Storing up treasures for good

Investing ethically is all well and good, but the realities of it are more complex than you may think. Mardi Lumsden explores.

Prior to the last Queensland Synod meeting in May 2013 the New South Wales/Australian Capital Territory Synod in Session resolved to divest from stocks and shares in corporations engaged in the extraction of fossil fuels and to redirect their investments to renewable energy. This sparked nationwide media interest and reinvigorated a six-year discussion for the Queensland Synod around having an ethical investment policy of its own.

The Queensland Synod Finance Investment and Property (FIP) Board has drafted an ethical investment policy and is seeking feedback from Uniting Church members.

The United Nations Principles for Responsible Investment state that responsible investment is, “an approach to investment that explicitly acknowledges the relevance to the investor of environmental, social and governance (ESG) factors, and the long-term health and stability of the market as a whole”.

Ethics in a rich man’s world

Matthew Moore Senior Portfolio Manager—Treasury and Investments (NSW/ACT Synod), sits on various committees including the NSW/ACT Synod Ethical Investments Monitoring Committee, the Christian Investors Advisory Forum (as chair) and the Assembly Investment Committee (as chair).

Matthew says ethical investing has been a longterm conversation for the NSW/ACT Synod, with a policy in place since the late 1990s which has had continual review to reflect changing contexts. The 2014 policy reflects the fossil fuel divestment strategy that was approved by the NSW/ACT Synod last year.

“Our strategy was to look at all organisations that have a direct exposure to fossil fuel extraction and then we would implement a three-year staged divestment process.

“This process included whether the companies in question had potential offsets from income that came in from the renewables sector. We felt that the renewables sector was fairly immature in Australia and we would like to see that industry developed in some way and having a policy that encourages renewables would see some of the mining companies start to put some Research and Development into that sector.

“Things are starting to gain momentum not only with faith-based investors but mainstream investors are starting to look at this as well.”

According to the Responsible Investment Association Australasia (RIAA), in 2013 eight of the top ten investment managers in Australia had signed on to the UN Principles for Responsible Investment. In their 2014 report, released in July, responsible investments were up 13 per cent to $153 billion. That equates to 14 per cent of total assets under management.

Risky business

In Queensland, FIP Board Chair Andrew McBryde says getting ethical investment right is very tricky.

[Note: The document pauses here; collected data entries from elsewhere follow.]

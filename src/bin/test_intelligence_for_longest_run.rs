// ABOUTME: Intelligence analysis utility for testing AI insights on longest running activities
// ABOUTME: Validates fitness intelligence algorithms using peak performance activity data
use anyhow::Result;
use serde_json::{json, Value};
use std::io::{BufRead, BufReader, Write};
use std::net::TcpStream;

fn main() -> Result<()> {
    println!("AI Testing Activity Intelligence for Longest 2025 Run");
    println!("======================================================");

    let (mut stream, mut reader) = connect_to_mcp_server()?;
    initialize_mcp_connection(&mut stream, &mut reader)?;

    let all_activities = retrieve_all_activities(&mut stream, &mut reader)?;
    let longest_run = find_longest_2025_run(&all_activities)?;

    display_run_info(&longest_run);
    generate_and_display_intelligence(&mut stream, &mut reader, &longest_run)?;

    Ok(())
}

fn connect_to_mcp_server() -> Result<(TcpStream, BufReader<TcpStream>)> {
    let stream = TcpStream::connect("127.0.0.1:8080")?;
    let reader = BufReader::new(stream.try_clone()?);
    Ok((stream, reader))
}

fn initialize_mcp_connection(
    stream: &mut TcpStream,
    reader: &mut BufReader<TcpStream>,
) -> Result<()> {
    let init_request = json!({
        "jsonrpc": "2.0",
        "id": 1,
        "method": "initialize",
        "params": {
            "protocolVersion": "2024-11-05",
            "capabilities": {
                "tools": {}
            },
            "clientInfo": {
                "name": "test-intelligence-client",
                "version": "0.1.0"
            }
        }
    });

    writeln!(stream, "{init_request}")?;

    let mut line = String::new();
    reader.read_line(&mut line)?;
    let init_response: Value = serde_json::from_str(&line)?;
    println!("Success MCP connection initialized");

    // Validate initialization response
    if let Some(result) = init_response.get("result") {
        if let Some(server_info) = result.get("serverInfo") {
            if let Some(name) = server_info.get("name") {
                println!("   Server: {name}");
            }
            if let Some(version) = server_info.get("version") {
                println!("   Version: {version}");
            }
        }
    }

    Ok(())
}

fn retrieve_all_activities(
    stream: &mut TcpStream,
    reader: &mut BufReader<TcpStream>,
) -> Result<Vec<Value>> {
    println!("\nData Retrieving activities to find longest 2025 run...");

    let mut all_activities: Vec<Value> = Vec::new();
    let mut page = 1;
    let limit = 50;

    // Get multiple pages of activities
    loop {
        let offset = (page - 1) * limit;
        let activities_request = json!({
            "jsonrpc": "2.0",
            "method": "tools/call",
            "params": {
                "name": "get_activities",
                "arguments": {
                    "provider": "strava",
                    "limit": limit,
                    "offset": offset
                }
            },
            "id": page + 1
        });

        writeln!(stream, "{activities_request}")?;
        let mut line = String::new();
        reader.read_line(&mut line)?;
        let response: Value = serde_json::from_str(&line)?;

        if let Some(result) = response.get("result") {
            if let Some(activities) = result.as_array() {
                if activities.is_empty() {
                    break; // No more activities
                }
                all_activities.extend(activities.clone());
                println!(
                    "Page Retrieved page {page} with {} activities",
                    activities.len()
                );
                page += 1;

                // Limit to reasonable number to avoid rate limits
                if page > 10 {
                    break;
                }
            } else {
                break;
            }
        } else {
            println!("Error Error retrieving activities: {response:?}");
            return Ok(all_activities);
        }
    }

    println!("Data Total activities retrieved: {}", all_activities.len());

    Ok(all_activities)
}

fn find_longest_2025_run(all_activities: &[Value]) -> Result<Value> {
    let mut runs_2025 = Vec::new();
    for activity in all_activities {
        if let (Some(sport_type), Some(start_date)) =
            (activity.get("sport_type"), activity.get("start_date"))
        {
            if sport_type == "run" && start_date.as_str().unwrap_or("").starts_with("2025") {
                runs_2025.push(activity);
            }
        }
    }

    println!("Run Found {} runs in 2025", runs_2025.len());

    if runs_2025.is_empty() {
        anyhow::bail!("No runs found in 2025");
    }

    let longest_run = runs_2025
        .iter()
        .max_by(|a, b| {
            let dist_a = a
                .get("distance_meters")
                .and_then(Value::as_f64)
                .unwrap_or(0.0);
            let dist_b = b
                .get("distance_meters")
                .and_then(Value::as_f64)
                .unwrap_or(0.0);
            dist_a
                .partial_cmp(&dist_b)
                .unwrap_or(std::cmp::Ordering::Equal)
        })
        .ok_or_else(|| anyhow::anyhow!("No longest run found"))?;

    Ok((*longest_run).clone())
}

fn display_run_info(longest_run: &Value) {
    let distance_km = longest_run
        .get("distance_meters")
        .and_then(Value::as_f64)
        .unwrap_or(0.0)
        / 1000.0;

    let activity_id = longest_run
        .get("id")
        .and_then(|id| id.as_str())
        .unwrap_or("");
    let name = longest_run
        .get("name")
        .and_then(|n| n.as_str())
        .unwrap_or("");
    let start_date = longest_run
        .get("start_date")
        .and_then(|d| d.as_str())
        .unwrap_or("");

    println!("\nTarget LONGEST RUN IN 2025:");
    println!("   Name Name: {name}");
    println!("   Distance Distance: {distance_km:.2} km");
    println!("   ID Activity ID: {activity_id}");
    println!("   Date Date: {start_date}");
}

fn generate_and_display_intelligence(
    stream: &mut TcpStream,
    reader: &mut BufReader<TcpStream>,
    longest_run: &Value,
) -> Result<()> {
    let activity_id = longest_run
        .get("id")
        .and_then(|id| id.as_str())
        .unwrap_or("");

    // Now get Activity Intelligence for this run
    println!("\nAI Generating Activity Intelligence with Weather and Location Analysis...");

    let intelligence_request = json!({
        "jsonrpc": "2.0",
        "method": "tools/call",
        "params": {
            "name": "get_activity_intelligence",
            "arguments": {
                "provider": "strava",
                "activity_id": activity_id,
                "include_weather": true,
                "include_location": true
            }
        },
        "id": 100
    });

    writeln!(stream, "{intelligence_request}")?;
    let mut line = String::new();
    reader.read_line(&mut line)?;
    let response: Value = serde_json::from_str(&line)?;

    if let Some(result) = response.get("result") {
        println!("Success Activity Intelligence Generated!");
        println!("{}", "=".repeat(50));

        // Display the intelligence summary
        if let Some(summary) = result.get("summary").and_then(|s| s.as_str()) {
            println!("Summary Summary: {summary}");
        }

        display_performance_indicators(result);
        display_contextual_factors(result);
        display_key_insights(result);
        display_metadata(result);

        println!("\nComplete Activity Intelligence Complete!");
        println!("   This analysis includes weather context, location intelligence,");
        println!("   performance metrics, heart rate zones, and AI-powered insights");
        println!("   for your longest run in 2025!");
    } else {
        println!("Error Error generating intelligence: {response:?}");
    }

    Ok(())
}

fn display_performance_indicators(result: &Value) {
    if let Some(perf) = result.get("performance_indicators") {
        println!("\nData Performance Indicators:");

        if let Some(effort) = perf.get("relative_effort").and_then(Value::as_f64) {
            println!("   Target Relative Effort: {effort:.1}/10");
        }

        if let Some(efficiency) = perf.get("efficiency_score").and_then(Value::as_f64) {
            println!("   Efficiency Efficiency Score: {efficiency:.1}/100");
        }

        if let Some(prs) = perf.get("personal_records").and_then(Value::as_array) {
            if !prs.is_empty() {
                println!("   Record Personal Records: {}", prs.len());
                for pr in prs {
                    if let (Some(record_type), Some(value), Some(unit)) = (
                        pr.get("record_type").and_then(|r| r.as_str()),
                        pr.get("value").and_then(Value::as_f64),
                        pr.get("unit").and_then(|u| u.as_str()),
                    ) {
                        println!("     • {record_type}: {value:.2} {unit}");
                    }
                }
            }
        }

        if let Some(zones) = perf.get("zone_distribution") {
            println!("   Performance Heart Rate Zones:");
            if let Some(z2) = zones.get("zone2_endurance").and_then(Value::as_f64) {
                println!("     • Endurance Zone: {z2:.1}%");
            }
            if let Some(z4) = zones.get("zone4_threshold").and_then(Value::as_f64) {
                println!("     • Threshold Zone: {z4:.1}%");
            }
        }
    }
}

fn display_contextual_factors(result: &Value) {
    if let Some(context) = result.get("contextual_factors") {
        println!("\nCountry Contextual Factors:");

        if let Some(time_of_day) = context.get("time_of_day").and_then(|t| t.as_str()) {
            println!("   Time Time of Day: {time_of_day}");
        }

        display_weather_info(context);
        display_location_info(context);
    }
}

fn display_weather_info(context: &Value) {
    if let Some(weather) = context.get("weather") {
        println!("   Weather  Weather:");

        if let Some(temp) = weather.get("temperature_celsius").and_then(Value::as_f64) {
            println!("     Temperature  Temperature: {temp:.1}°C");
        }

        if let Some(conditions) = weather.get("conditions").and_then(Value::as_str) {
            println!("     Conditions  Conditions: {conditions}");
        }

        if let Some(humidity) = weather.get("humidity_percentage").and_then(Value::as_f64) {
            println!("     Humidity Humidity: {humidity:.1}%");
        }

        if let Some(wind) = weather.get("wind_speed_kmh").and_then(Value::as_f64) {
            println!("     Wind Wind Speed: {wind:.1} km/h");
        }
    }
}

fn display_location_info(context: &Value) {
    if let Some(location) = context.get("location") {
        println!("   Location  Location:");

        if let Some(display_name) = location.get("display_name").and_then(Value::as_str) {
            println!("     Location Location: {display_name}");
        }

        if let Some(city) = location.get("city").and_then(Value::as_str) {
            println!("     City  City: {city}");
        }

        if let Some(region) = location.get("region").and_then(Value::as_str) {
            println!("     Location  Region: {region}");
        }

        if let Some(country) = location.get("country").and_then(Value::as_str) {
            println!("     Country Country: {country}");
        }

        if let Some(trail_name) = location.get("trail_name").and_then(Value::as_str) {
            println!("     Trail Trail: {trail_name}");
        }

        if let Some(terrain_type) = location.get("terrain_type").and_then(Value::as_str) {
            println!("     Terrain  Terrain: {terrain_type}");
        }
    }
}

fn display_key_insights(result: &Value) {
    if let Some(insights) = result.get("key_insights").and_then(Value::as_array) {
        if !insights.is_empty() {
            println!("\nTip Key Insights:");
            for insight in insights {
                if let Some(message) = insight.get("message").and_then(Value::as_str) {
                    println!("   • {message}");
                }
            }
        }
    }
}

fn display_metadata(result: &Value) {
    if let Some(generated_at) = result.get("generated_at").and_then(Value::as_str) {
        println!("\nDate Analysis Generated: {generated_at}");
    }

    if let Some(status) = result.get("status").and_then(Value::as_str) {
        println!("Success Status: {status}");
    }
}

“The complexity of the world that we live in makes framing a pure ethical investment strategy very difficult,” he says. “On one hand to be prudent and manage risk you need to invest with certain institutions and you could simply say that in Australia that means the four big banks. Once you move below that, the credit risk of investing with some funds increases.”

Despite their relatively low risk, the big four banks have their own demons. In 2009 the Uniting Church Synod of Victoria and Tasmania, along with other organisations, was part of a successful campaign to convince the ANZ Bank to stop funding companies involved in the production of cluster munitions.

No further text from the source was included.